Zé's first actress crush reveals...awesome taste!

Same Time, Next Year used to be a (random) favorite of mine when I was a kid. I watched it like a gazillion times and again the uncomplicated nature with which those two characters so genuinely enjoyed each other's company really moved me. Ellen Burstyn was the first of my (many) actress crushes. I was 8 or 9 when I watched Alice Doesn't Live Here Anymore for the first time, and that was probably the moment the Oscars really started meaning something to me as my mom told me she had won.

I can't not talk about Eternal Sunshine of the Spotless Mind. At first I found it extremely depressing even though I kept watching it. I thought that ending was so disencouraging, that yeah you just have to deal with the fact that you can't live without a relationship which is way past its expiration date. But now I have a brighter take on being dependable and that needing someone is can actually be a sweet thing.

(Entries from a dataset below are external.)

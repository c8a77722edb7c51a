use deunicode::deunicode;

/// Normalizes one identity component
///
/// Transliterates to ASCII (folding diacritics), lowercases, turns every
/// non-alphanumeric character into a space and collapses runs of whitespace.
///
/// # Example
///
/// ```
/// use vespers::record::normalize_component;
///
/// assert_eq!(normalize_component("  Sveti  Sava, Šabac "), "sveti sava sabac");
/// ```
pub fn normalize_component(value: &str) -> String {
    let folded = deunicode(value).to_lowercase();
    let spaced: String = folded
        .chars()
        .map(|c| if c.is_ascii_alphanumeric() { c } else { ' ' })
        .collect();
    spaced.split_whitespace().collect::<Vec<_>>().join(" ")
}

/// Builds the identity key `jurisdiction|name|city|state`
///
/// Missing locality components contribute an empty segment, so a record with a
/// city and one without never share a key.
pub fn dedup_key(jurisdiction: &str, name: &str, city: Option<&str>, state: Option<&str>) -> String {
    [
        normalize_component(jurisdiction),
        normalize_component(name),
        normalize_component(city.unwrap_or_default()),
        normalize_component(state.unwrap_or_default()),
    ]
    .join("|")
}
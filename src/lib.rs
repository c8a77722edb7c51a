//! Vespers: a church directory crawl engine
//!
//! This crate crawls independent directory sources, cleans and validates the
//! extracted church records, reconciles them against the records already known,
//! and persists a deduplicated dataset together with an audit trail of every
//! crawl session.

pub mod config;
pub mod crawler;
pub mod output;
pub mod record;
pub mod robots;
pub mod source;
pub mod state;
pub mod storage;
pub mod url;

use thiserror::Error;

/// Main error type for Vespers operations
#[derive(Debug, Error)]
pub enum VespersError {
    #[error("Configuration error: {0}")]
    Config(#[from] ConfigError),

    #[error("Storage error: {0}")]
    Storage(#[from] storage::StorageError),

    #[error("Source error: {0}")]
    Source(#[from] source::SourceError),

    #[error("Output error: {0}")]
    Output(#[from] output::OutputError),

    #[error("HTTP client error: {0}")]
    Http(#[from] reqwest::Error),

    #[error("URL error: {0}")]
    UrlError(#[from] UrlError),

    #[error("URL parse error: {0}")]
    UrlParse(#[from] ::url::ParseError),

    #[error("Invalid session transition: {from} -> {to}")]
    InvalidTransition {
        from: state::SessionStatus,
        to: state::SessionStatus,
    },

    #[error("Fatal engine error: {0}")]
    Fatal(String),

    #[error("IO error: {0}")]
    Io(#[from] std::io::Error),
}

/// Configuration-specific errors
#[derive(Debug, Error)]
pub enum ConfigError {
    #[error("Failed to read config file: {0}")]
    Io(#[from] std::io::Error),

    #[error("Failed to parse TOML: {0}")]
    Parse(#[from] toml::de::Error),

    #[error("Failed to serialize options: {0}")]
    Serialize(#[from] toml::ser::Error),

    #[error("Validation error: {0}")]
    Validation(String),

    #[error("Invalid URL in config: {0}")]
    InvalidUrl(String),

    #[error("Invalid selector in config: {0}")]
    InvalidSelector(String),
}

/// URL-specific errors
#[derive(Debug, Error)]
pub enum UrlError {
    #[error("Failed to parse URL: {0}")]
    Parse(String),

    #[error("Invalid URL scheme: {0}")]
    InvalidScheme(String),

    #[error("Missing host in URL")]
    MissingHost,

    #[error("Malformed URL: {0}")]
    Malformed(String),
}

/// Result type alias for Vespers operations
pub type Result<T> = std::result::Result<T, VespersError>;

/// Result type alias for configuration operations
pub type ConfigResult<T> = std::result::Result<T, ConfigError>;

/// Result type alias for URL operations
pub type UrlResult<T> = std::result::Result<T, UrlError>;

// Re-export commonly used types
pub use config::Config;
pub use crawler::{CrawlResult, Engine};
pub use record::{CandidateRecord, ChurchRecord};
pub use state::{SessionStatus, TaskStatus};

I'm seeing a weird pattern in these three... so I'm going to say The Witches. "You may remove... YOUR VIGS!"


 

Tuesday
Feb052013

Burning Questions: What Kind of Sequels Should Be Made?

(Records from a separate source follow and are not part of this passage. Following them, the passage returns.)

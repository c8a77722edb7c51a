//! Output module for session reports and directory statistics
//!
//! This module handles:
//! - Writing a markdown report for every closed session
//! - Exporting each session's classified records and error log as JSON and CSV
//! - Computing read-side directory statistics
//! - Printing summaries to the console

mod export;
mod markdown;
pub mod stats;

pub use export::{write_session_exports, ExportedRecord};
pub use markdown::{format_session_report, write_session_report};
pub use stats::{print_sessions, print_statistics, DirectoryStatistics, StatisticsAggregator, StatsFilter};

use thiserror::Error;

/// Errors from output operations
#[derive(Debug, Error)]
pub enum OutputError {
    #[error("Failed to write output: {0}")]
    Write(String),

    #[error("IO error: {0}")]
    Io(#[from] std::io::Error),

    #[error("JSON error: {0}")]
    Json(#[from] serde_json::Error),

    #[error("CSV error: {0}")]
    Csv(#[from] csv::Error),

    #[error("Storage error: {0}")]
    Storage(#[from] crate::storage::StorageError),
}

/// Result type for output operations
pub type OutputResult<T> = Result<T, OutputError>;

I've hijacked Michael C's column this week because I have a burning question of my own to ask. 

With that hot buzz for Before Midnight from Sundance warming the expectant hearts of even the coldest cinephiles this winter (it'll win more fans in warmer temperatures next month at SXSW), I've been thinking about movie sequels. Why do we get them, how we receive them, and whether or not we need them.

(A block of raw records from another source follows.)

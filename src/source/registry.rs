use crate::config::{Config, SourceKind};
use crate::robots::RobotsCache;
use crate::source::{build_http_client, HtmlDirectoryScraper, SourceScraper};
use crate::{ConfigError, VespersError};
use std::sync::Arc;
use std::time::Duration;
use tracing::debug;

/// The fixed set of sources an engine crawls, in registration order
#[derive(Clone, Default)]
pub struct SourceRegistry {
    sources: Vec<Arc<dyn SourceScraper>>,
}

impl SourceRegistry {
    pub fn new() -> Self {
        Self::default()
    }

    /// Builds one scraper per `[[source]]` entry
    ///
    /// All sources share one HTTP client and one robots.txt cache.
    pub fn from_config(config: &Config) -> Result<Self, VespersError> {
        let timeout = Duration::from_secs(config.retry.task_timeout_secs);
        let client = build_http_client(&config.user_agent, timeout)?;
        let robots = Arc::new(RobotsCache::new(client.clone(), &config.user_agent.crawler_name));

        let mut registry = Self::new();
        for entry in &config.sources {
            let scraper: Arc<dyn SourceScraper> = match entry.kind {
                SourceKind::HtmlDirectory => Arc::new(HtmlDirectoryScraper::new(
                    entry.clone(),
                    client.clone(),
                    Arc::clone(&robots),
                )?),
            };
            registry.register(scraper)?;
        }

        Ok(registry)
    }

    /// Adds a source
    ///
    /// # Returns
    ///
    /// * `Ok(())` - Source registered
    /// * `Err(ConfigError::Validation)` - A source with the same id is already registered
    pub fn register(&mut self, source: Arc<dyn SourceScraper>) -> Result<(), ConfigError> {
        if self.get(source.id()).is_some() {
            return Err(ConfigError::Validation(format!(
                "source '{}' registered twice",
                source.id()
            )));
        }

        debug!(source = source.id(), jurisdiction = source.jurisdiction(), "Registered source");
        self.sources.push(source);
        Ok(())
    }

    pub fn get(&self, id: &str) -> Option<Arc<dyn SourceScraper>> {
        self.sources.iter().find(|s| s.id() == id).cloned()
    }

    pub fn iter(&self) -> impl Iterator<Item = &Arc<dyn SourceScraper>> {
        self.sources.iter()
    }

    pub fn ids(&self) -> Vec<String> {
        self.sources.iter().map(|s| s.id().to_string()).collect()
    }

    pub fn len(&self) -> usize {
        self.sources.len()
    }

    pub fn is_empty(&self) -> bool {
        self.sources.is_empty()
    }
}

The first and usually sole reason of "why" is money. Humans are creatures of habit so it's an organic reality that nearly every artform indulges in sequels (whether they're named as such or not) and has since long before "branding" was a term people without business acumen understood. Branding is so common and catch-phrasey now that even non-sequels feel like sequels. What is, for instance, each new Johnny Depp and Tim Burton collaboration but an endless series of sequels Johnny & Tim: Now...Vampiric. Johnny & Tim: Now... Caloric... Now... Johnny & Tim: in Garish 3D. Usually sequels make enough money to suggest that Hollywood should make them forever and preferrably split each sequel up into two parts to double investment. And, if they can control costs, make them for everything that was successful. 

But what kind of sequels should be made?

Maybe it's the edge-of-my-seat expectant bliss/wracked nerves regarding Before Midnight (dare I trust the critics who've already seen it? Critics are least trustworthy, I find, during the heat of festival mania and during the heat of awards season when constant conversation/groupthink and jetlag/movie-binging are most likely to affect them.) Maybe it's my now comical tries at seeing Yossi (things keep going wrong and I still haven't seen it!) which is the ten-years later sequel to the charming Israeli gay drama Yossi & Jagger (2003). The point being that I've decided that my absolute favorite kind of sequel is the "let's drop in on these characters again for no particular reason" When these films are done right it feels like they're done for the art of it, to illustrate what changes and insights the passage of time brings. And because we love spending the time with the characters. Now of course this doesn't always work out. The Evening Star was a big letdown for anyone expecting Terms of Endearment 2. But in concept, why not revisit one of the most indelible characters of 1980s cinema?

Terminator 2: The Return of Sarah Connor

Come to think of it this stance also helps explains my super-intense abiding love for Terminator 2: Judgment Day (1991) which is a sequel of the traditional kind (i.e. this will make TONS of money!) but which I would rank -- easily -- near the tippity top of a list of the greatest sequels ever made. And that's largely because of the authentically shocking evolution of character. The Sarah Connor therein is nothing like the one we met in 1984 but once you're past the 'what the hell!?'reveal the new one feels like a natural progression nonetheless to traumatic events from the first film. And it immediately shows how lazily written most characters are in sequels where nothing between films has ever affected them. Big blockbusters so rarely feel that deeply rooted in actual human drama. 

What kind of sequels do you long for?
Which film characters would you love to drop in on again?